Definitely check out the blurb and if you even think you’d remotely be interested read it. The basic premise is that Rafe, a high school Junior moves to an all male boarding school and chooses to not disclose his gay identity to his new friends so that he can experience a different type of world/be a different person. You can imagine that things don’t exactly go the best for Rafe since he is hiding a major portion of his identity, but I won’t go into that because it would reveal too much and you should just read the book. I’m not going to lie, I agree whole-heartedly with Sarah that I really wanted things to work out but knowing that it just couldn’t end the way I wanted it to filled me with trepidation as I got to the end of the book, but it couldn’t have ended any other way without breaking the reality.

This was a fascinating take on an LGBT novel and what I thoroughly enjoyed was the super-intense focus on identities and yet the choosing not to use those identities to exist. Watching Rafe grow and the forced self-reflection through the last part of the book provided a lot of insight in my journey.
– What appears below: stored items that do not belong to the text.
//! Scripted provider for tests.
//!
//! Returns a fixed caption (or a fixed failure) and records what it was
//! called with, so tests can assert which requests reached the upstream.

use std::sync::atomic::{AtomicUsize, Ordering};
use std::sync::Mutex;
use std::time::Duration;

use async_trait::async_trait;
use serde_json::json;

use super::{CaptionProvider, GeneratedCaption, ProviderError};
use crate::services::image::ResolvedImage;

pub struct MockCaptionProvider {
    caption: String,
    fail: bool,
    delay: Option<Duration>,
    calls: AtomicUsize,
    last_prompt: Mutex<Option<String>>,
    last_image: Mutex<Option<ResolvedImage>>,
}

impl MockCaptionProvider {
    pub fn new(caption: impl Into<String>) -> Self {
        Self {
            caption: caption.into(),
            fail: false,
            delay: None,
            calls: AtomicUsize::new(0),
            last_prompt: Mutex::new(None),
            last_image: Mutex::new(None),
        }
    }

    /// A provider whose every call fails like an overloaded upstream.
    pub fn failing() -> Self {
        Self {
            fail: true,
            ..Self::new("")
        }
    }

    /// Pauses before every reply, so a test can hold a request in flight.
    pub fn with_delay(mut self, delay: Duration) -> Self {
        self.delay = Some(delay);
        self
    }

    /// Number of generate calls observed.
    pub fn calls(&self) -> usize {
        self.calls.load(Ordering::SeqCst)
    }

    pub fn last_prompt(&self) -> Option<String> {
        self.last_prompt.lock().expect("lock poisoned").clone()
    }

    pub fn last_image(&self) -> Option<ResolvedImage> {
        self.last_image.lock().expect("lock poisoned").clone()
    }
}

#[async_trait]
impl CaptionProvider for MockCaptionProvider {
    async fn generate(
        &self,
        prompt: &str,
        image: Option<&ResolvedImage>,
    ) -> Result<GeneratedCaption, ProviderError> {
        self.calls.fetch_add(1, Ordering::SeqCst);
        *self.last_prompt.lock().expect("lock poisoned") = Some(prompt.to_string());
        *self.last_image.lock().expect("lock poisoned") = image.cloned();

        if let Some(delay) = self.delay {
            tokio::time::sleep(delay).await;
        }

        if self.fail {
            return Err(ProviderError::Api {
                status: 503,
                message: "mock upstream unavailable".to_string(),
                payload: Some(json!({
                    "error": {
                        "code": 503,
                        "message": "The model is overloaded. Please try again later.",
                        "status": "UNAVAILABLE"
                    }
                })),
            });
        }

        let raw = json!({
            "candidates": [{
                "content": { "parts": [{ "text": self.caption }] },
                "finishReason": "STOP"
            }],
            "usageMetadata": {
                "promptTokenCount": prompt.len() / 4,
                "candidatesTokenCount": 8,
                "totalTokenCount": prompt.len() / 4 + 8
            }
        });

        Ok(GeneratedCaption {
            caption: Some(self.caption.clone()),
            usage: raw.get("usageMetadata").cloned(),
            raw,
        })
    }
}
There is one scene where the Gay-Straight Alliance discusses the importance of coming out and being out, and honestly I couldn’t help but think that there are hundreds of LGBT individuals that should take the time to read that one section because of how simple Konigsberg made it sound and yet how eloquently he showed the necessity of it.

In addition to the great story, Konigsberg wrote some great minor characters! He could easily revisit this school and the characters, come on senior year! I want to know how Rafe makes out, but not only were his characters great he included a couple of things that will always make a book better for me. He had an incredibly witty character name (and he explained it): Claire O. Casey, which sounds like claro que sí which means but of course; he used the word adorkable, for a character that can only be described as adorkable; and last but not least he used one of my favorite phrases of all time: “the silence was deafening.” I don’t know why I love that phrase so much, perhaps it’s because of the sign for it in American Sign Language (in this video around 0:50), but also for the feelings it evokes of the complete isolation silence often provides.

Recommendations: I can’t really say enough about the awesome-ness of this book. I think everyone should read it. There’s nothing offensive and even though it has a HFN rather than a HEA ending, I was okay with it (yes that’s in code so if you don’t want to know don’t google it.)

Opening Line: “If it were up to my dad, my entire life would be on video.”

Closing Line: “We were dancers and drummers and standers and jugglers, and there was nothing anyone needed to accept or tolerate. We were celebrated.” (Whited out.)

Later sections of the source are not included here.